Syndicats et gouvernement français ont affiché jeudi leur satisfaction, les premiers affirmant avoir gagné leur pari en mobilisant à nouveau des centaines de milliers de manifestants contre la réforme des retraites, le pouvoir notant la baisse du nombre de grévistes.

Pour la deuxième fois en un peu plus de deux semaines, les salariés français étaient appelés à une journée nationale de grève et de manifestations contre le projet phare de la deuxième partie du mandat de Nicolas Sarkozy.

En tête de la manifestation parisienne, François Chérèque, secrétaire général du syndicat CFDT (réformiste), a assuré que le pari était «gagné». «Ce qu'on attend, c'est que le gouvernement décide de revoir sa réforme et d'en construire une autre», a-t-il ajouté.

Les manifestants brandissaient des pancartes, «prisonniers du boulot» ou «à la retraite Sarkozy, raciste !», une allusion au récent débat sur les expulsions de Roms.

Le principal défilé, à Paris, a rassemblé 300.000 personnes, soit 30.000 de plus que le 7 septembre, selon les syndicats. Mais la police n'a compté que 65.000 manifestants, soit 15.000 de moins qu'il y a deux semaines.

Ces importantes divergences dans les chiffres parisiens expliquent les appréciations très différentes de l'ampleur du mouvement au plan national par les syndicats et le gouvernement.

Alors que le texte a déjà été adopté en première lecture à l'Assemblée nationale et doit être examiné le 5 octobre au Sénat, les syndicats espéraient faire mieux que le 7 septembre, précédente journée d'action qui avait rassemblé plus d'un million de personnes dans les rues de France selon la police et jusqu'à 2,7 millions selon les principales centrales.

La mobilisation de jeudi se situe «dans les mêmes eaux que le 7 septembre», a commenté le secrétaire général de la CGT (gauche) Bernard Thibault.

D'après les chiffres du ministère de l'Intérieur, «un peu moins de 410.000 manifestants» avaient été comptés dans toute la France à la mi-journée, contre 450.000 le 7 septembre à la même heure.

L'Elysée soulignait aussi une baisse du nombre des grévistes. «En première analyse, cela signifie que soit les Français considèrent que tout cela est déjà derrière eux, soit qu'ils adhérent davantage» au projet de réforme, disait-on à la présidence.

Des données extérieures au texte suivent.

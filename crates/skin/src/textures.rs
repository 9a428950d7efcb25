//! Numbered texture sets.
//!
//! A set is named by a template containing `{0}`, e.g. `panel_bg_{0}.png`.
//! Indices are probed from zero until the first missing file.

use crate::ResourceProvider;
use anyhow::Result;
use log::{debug, warn};
use style_values::{StyleBox, Texture};

/// Expand a `{0}` template for one index.
#[inline]
pub fn texture_path(template: &str, index: usize) -> String {
    template.replace("{0}", &index.to_string())
}

/// Load every texture of a numbered set, in index order.
///
/// # Errors
/// Returns an error if a probed texture exists but fails to load.
pub fn load_indefinite_texture_set(
    resources: &dyn ResourceProvider,
    template: &str,
) -> Result<Vec<Texture>> {
    let mut textures = Vec::new();
    loop {
        let path = texture_path(template, textures.len());
        if !resources.texture_exists(&path) {
            break;
        }
        textures.push(resources.load_texture(&path)?);
    }
    if textures.is_empty() {
        warn!("texture set {template} is empty");
    } else {
        debug!("texture set {template}: {} textures", textures.len());
    }
    Ok(textures)
}

/// Load a numbered set as nine-patch style boxes with a uniform margin.
///
/// # Errors
/// Returns an error if a probed texture exists but fails to load.
pub fn load_nine_patch_set(
    resources: &dyn ResourceProvider,
    template: &str,
    margin: u32,
) -> Result<Vec<StyleBox>> {
    let textures = load_indefinite_texture_set(resources, template)?;
    Ok(textures
        .into_iter()
        .map(|texture| StyleBox::patch(texture, margin))
        .collect())
}
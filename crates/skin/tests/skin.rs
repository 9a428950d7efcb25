#![allow(
    clippy::missing_panics_doc,
    reason = "Assertions in tests are expected"
)]
#![allow(clippy::unwrap_used, reason = "Test fixtures are known to be valid")]
#![allow(
    clippy::assertions_on_result_states,
    reason = "Only the failure itself is under test"
)]

use skin::consts::{BUTTON as BUTTON_CLASS, CHECKBOX, POSITIVE, PSEUDO_HOVER, WINDOW_BACKGROUND};
use skin::{
    ConfigError, FsResourceProvider, LocalizationProvider as _, MapLocalization,
    ResourceProvider as _, Skin, SkinConfig, StaticFontProvider, button,
    load_indefinite_texture_set,
};
use std::fs;
use std::path::Path;
use std::sync::Arc;
use style_cascade::keys::{BACKGROUND_PANELS, FONT, FONT_COLOR, PANEL, STYLE_BOX, TEXTURE};
use style_tree::MemoryTree;
use style_tree::widget_type::{BUTTON, INPUT_LABEL, LABEL, STACK, TEXTURE_RECT};
use style_values::{FontWeight, Rgba, StyleBox};
use tempfile::TempDir;

const SKIN_FILES: &[&str] = &[
    "panel_bg_0.png",
    "panel_bg_1.png",
    "button_bg_0.png",
    "button_bg_1.png",
    "button_bg_2.png",
    "button_bg_3.png",
    "button_positive_bg_0.png",
    "button_negative_bg_0.png",
    "slider_fill.png",
    "slider_outline.png",
    "slider_grabber.png",
    "checkbox_off.png",
    "checkbox_on.png",
    "window_cross_0.png",
    "window_cross_1.png",
    "window_cross_2.png",
    "window_cross_3.png",
];

fn init_logging() {
    let _ignored = env_logger::builder().is_test(true).try_init();
}

fn touch(root: &Path, file: &str) {
    let path = root.join(file);
    fs::create_dir_all(path.parent().unwrap()).unwrap();
    fs::write(path, b"png").unwrap();
}

fn skin_dir(files: &[&str]) -> TempDir {
    let dir = tempfile::tempdir().unwrap();
    for file in files {
        touch(dir.path(), &format!("skin/{file}"));
    }
    dir
}

fn config() -> SkinConfig {
    SkinConfig {
        file_root: "/skin".to_owned(),
        ..SkinConfig::default()
    }
}

fn load(dir: &TempDir) -> anyhow::Result<Skin> {
    let resources = Arc::new(FsResourceProvider::new(dir.path()));
    Skin::load(config(), resources, &StaticFontProvider)
}

#[test]
fn texture_sets_stop_at_the_first_gap() {
    let dir = skin_dir(&["panel_bg_0.png", "panel_bg_1.png", "panel_bg_3.png"]);
    let resources = FsResourceProvider::new(dir.path());

    let textures = load_indefinite_texture_set(&resources, "/skin/panel_bg_{0}.png").unwrap();
    let paths: Vec<_> = textures.iter().map(|texture| texture.path().to_owned()).collect();
    assert_eq!(paths, ["/skin/panel_bg_0.png", "/skin/panel_bg_1.png"]);

    assert!(load_indefinite_texture_set(&resources, "/skin/none_{0}.png").unwrap().is_empty());
}

#[test]
fn mean_color_comes_from_sidecar() {
    let dir = skin_dir(&["tinted.png", "plain.png"]);
    fs::write(dir.path().join("skin/tinted.png.mean"), "#FF0000").unwrap();
    let resources = FsResourceProvider::new(dir.path());

    let tinted = resources.load_texture("/skin/tinted.png").unwrap();
    assert_eq!(tinted.mean_color(), Rgba::new(1.0, 0.0, 0.0, 1.0));
    let plain = resources.load_texture("skin/plain.png").unwrap();
    assert_eq!(plain.mean_color(), skin::DEFAULT_MEAN_COLOR);

    let err = resources.load_texture("/skin/absent.png").unwrap_err();
    assert_eq!(
        err.downcast_ref::<ConfigError>(),
        Some(&ConfigError::MissingTexture {
            path: "/skin/absent.png".to_owned()
        })
    );
}

#[test]
fn config_fills_missing_fields_with_defaults() {
    let parsed = SkinConfig::from_json(r#"{ "file_root": "/Textures/Dark", "panel_margin": 5 }"#)
        .unwrap();
    assert_eq!(parsed.file_root, "/Textures/Dark");
    assert_eq!(parsed.panel_margin, 5);
    assert_eq!(parsed.base_font_size, SkinConfig::default().base_font_size);
    assert_eq!(parsed.primary_palette.len(), 5);
    assert_eq!(parsed.path("panel_bg_{0}.png"), "/Textures/Dark/panel_bg_{0}.png");
}

#[test]
fn config_parses_hex_palettes() {
    let parsed = SkinConfig::from_json(
        r##"{
            "primary_palette": ["#FF0000", "#00FF00", "#0000FF", "#FFFFFF", "#000000"],
            "secondary_palette": ["#111111FF", "#222222", "#333333", "#444444", "#555555"]
        }"##,
    )
    .unwrap();
    assert_eq!(parsed.primary_palette[0], Rgba::new(1.0, 0.0, 0.0, 1.0));
    assert_eq!(parsed.primary_palette[4], Rgba::BLACK);
}

#[test]
fn config_rejects_wrong_palette_sizes_and_bad_colors() {
    let err = SkinConfig::from_json(r##"{ "primary_palette": ["#FF0000"] }"##).unwrap_err();
    assert_eq!(
        err.downcast_ref::<ConfigError>(),
        Some(&ConfigError::PaletteSize {
            palette: "primary",
            expected: 5,
            found: 1
        })
    );

    let bad = r##"{ "secondary_palette": ["nope", "#000", "#000", "#000", "#000"] }"##;
    assert!(SkinConfig::from_json(bad).is_err());
}

#[test]
fn skin_without_panel_backgrounds_fails_to_load() {
    init_logging();
    let files: Vec<_> = SKIN_FILES
        .iter()
        .copied()
        .filter(|file| !file.starts_with("panel_bg"))
        .collect();
    let dir = skin_dir(&files);

    let err = load(&dir).err().unwrap();
    assert_eq!(
        err.downcast_ref::<ConfigError>(),
        Some(&ConfigError::EmptyVariantSet {
            property: BACKGROUND_PANELS.name()
        })
    );
}

#[test]
fn missing_close_button_texture_fails_the_build() {
    let files: Vec<_> = SKIN_FILES
        .iter()
        .copied()
        .filter(|file| *file != "window_cross_3.png")
        .collect();
    let dir = skin_dir(&files);
    let skin = load(&dir).unwrap();

    let err = skin.stylesheet().unwrap_err();
    let root = err.root_cause().downcast_ref::<ConfigError>();
    assert_eq!(
        root,
        Some(&ConfigError::MissingTexture {
            path: "/skin/window_cross_3.png".to_owned()
        })
    );
}

#[test]
fn full_skin_styles_widgets() {
    init_logging();
    let dir = skin_dir(SKIN_FILES);
    let skin = load(&dir).unwrap();
    let sheet = skin.stylesheet().unwrap();
    assert_eq!(skin.panel_backgrounds().len(), 2);

    let mut tree = MemoryTree::new();
    let window = tree.add(&STACK);
    tree.add_class(window, WINDOW_BACKGROUND);
    let input = tree.add_child(window, &INPUT_LABEL);
    let plain = tree.add_child(window, &LABEL);
    let ok = tree.add_child(window, &BUTTON);
    tree.add_class(ok, BUTTON_CLASS);
    let checkbox = tree.add_child(window, &TEXTURE_RECT);
    tree.add_class(checkbox, CHECKBOX);

    let font = sheet.resolve(&tree, input, FONT).unwrap().as_font().unwrap();
    assert_eq!(font.weight, FontWeight::Bold);
    let font = sheet.resolve(&tree, plain, FONT).unwrap().as_font().unwrap();
    assert_eq!(font.weight, FontWeight::Regular);
    assert_eq!(
        sheet.resolve_color(&tree, plain, FONT_COLOR),
        Some(skin.secondary_palette()[0])
    );

    assert_eq!(
        sheet.resolve_style_box(&tree, window, PANEL),
        Some(skin.panel_backgrounds().select(0))
    );

    let texture = sheet.resolve(&tree, checkbox, TEXTURE).unwrap().as_texture().unwrap();
    assert_eq!(texture.path(), "/skin/checkbox_off.png");

    let normal = sheet.resolve_style_box(&tree, ok, STYLE_BOX).cloned();
    assert_eq!(normal.as_ref(), skin.buttons().normal());
    tree.set_pseudo(ok, PSEUDO_HOVER);
    let hovered = sheet.resolve_style_box(&tree, ok, STYLE_BOX).cloned();
    assert_eq!(hovered.as_ref(), skin.buttons().hover());
    assert_ne!(normal, hovered);
}

#[test]
fn missing_positive_states_fall_back_to_plain_states() {
    let dir = skin_dir(SKIN_FILES);
    let skin = load(&dir).unwrap();
    let sheet = skin.stylesheet().unwrap();

    let mut tree = MemoryTree::new();
    let confirm = tree.add(&BUTTON);
    tree.add_class(confirm, BUTTON_CLASS)
        .add_class(confirm, POSITIVE)
        .set_pseudo(confirm, PSEUDO_HOVER);
    assert!(button().matches(&tree, confirm));

    // Only one positive texture exists. The plain hover rule outranks the
    // positive normal rule: a pseudo-state beats an extra class.
    assert!(skin.positive_buttons().hover().is_none());
    assert_eq!(
        sheet.resolve_style_box(&tree, confirm, STYLE_BOX),
        skin.buttons().hover()
    );

    tree.clear_pseudo(confirm, PSEUDO_HOVER);
    assert_eq!(
        sheet.resolve_style_box(&tree, confirm, STYLE_BOX),
        skin.positive_buttons().normal()
    );
}

#[test]
fn texture_boxes_use_the_configured_margin() {
    let dir = skin_dir(SKIN_FILES);
    let skin = load(&dir).unwrap();
    let margin = skin.config().panel_margin;
    assert!(matches!(
        skin.panel_backgrounds().select(1),
        StyleBox::Texture { patch_margin, .. } if *patch_margin == margin
    ));
}

#[test]
fn localization_table_lookup() {
    let mut strings = MapLocalization::new();
    strings.insert("ui-Button-ok", "OK");
    assert_eq!(strings.lookup("ui-Button-ok").as_deref(), Some("OK"));
    assert_eq!(strings.lookup("ui-Button-cancel"), None);
}

#[test]
fn label_text_darkens_inside_bright_buttons() {
    let dir = skin_dir(SKIN_FILES);
    fs::write(dir.path().join("skin/button_bg_0.png.mean"), "#FFFFFF").unwrap();
    fs::write(dir.path().join("skin/button_bg_1.png.mean"), "#000000").unwrap();
    let skin = load(&dir).unwrap();
    let sheet = skin.stylesheet().unwrap();
    let light_text = skin.secondary_palette()[0];
    let dark_text = skin.secondary_palette()[4];
    assert_ne!(light_text, dark_text);

    let mut tree = MemoryTree::new();
    let panel = tree.add(&STACK);
    let ok = tree.add_child(panel, &BUTTON);
    tree.add_class(ok, BUTTON_CLASS);
    let caption = tree.add_child(ok, &LABEL);
    let outside = tree.add_child(panel, &LABEL);

    assert_eq!(sheet.resolve_color(&tree, caption, FONT_COLOR), Some(dark_text));
    assert_eq!(sheet.resolve_color(&tree, outside, FONT_COLOR), Some(light_text));

    tree.set_pseudo(ok, PSEUDO_HOVER);
    assert_eq!(sheet.resolve_color(&tree, caption, FONT_COLOR), Some(light_text));
}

Les perturbations affectaient essentiellement la circulation des trains et des avions, ainsi que le fonctionnement d'écoles, certaines restant fermées.

Dans les aéroports, les voyageurs connaissaient une journée noire, avec généralement l'annulation de 40% des vols, jusqu'à 50% à l'aéroport parisien d'Orly (contre 25% le 7 septembre).

En revanche, le rail était moins touché : la société SNCF prévoyait de faire rouler un train à grande vitesse (TGV) sur deux, mais le trafic international était quasi-normal. La direction a recensé 37% de grévistes et les syndicats près de 50%, en léger recul.

Réforme emblématique de la seconde partie du mandat du président Nicolas Sarkozy, le projet de loi controversé sur les retraites prévoit notamment le relèvement de 60 à 62 ans, à l'horizon 2018, de l'âge minimal de départ à la retraite.

Le gouvernement considère que faire travailler les Français plus longtemps, à l'instar de leurs voisins européens, est la meilleure option pour répondre à des besoins de financement évalués à 70 milliards d'euros d'ici à 2030.

Les syndicats, qui ont prévu de se retrouver vendredi pour décider de la suite à donner à leur mouvement, attendent du Sénat qu'il «réduise les injustices» du texte qui, selon eux, fait peser le poids de la réforme sur les plus modestes.

Nicolas Sarkozy, qui avait déjà concédé quelques aménagements après les manifestations du 7 septembre, pourrait à nouveau faire un geste, en faveur des handicapés, des femmes ou des chômeurs âgés.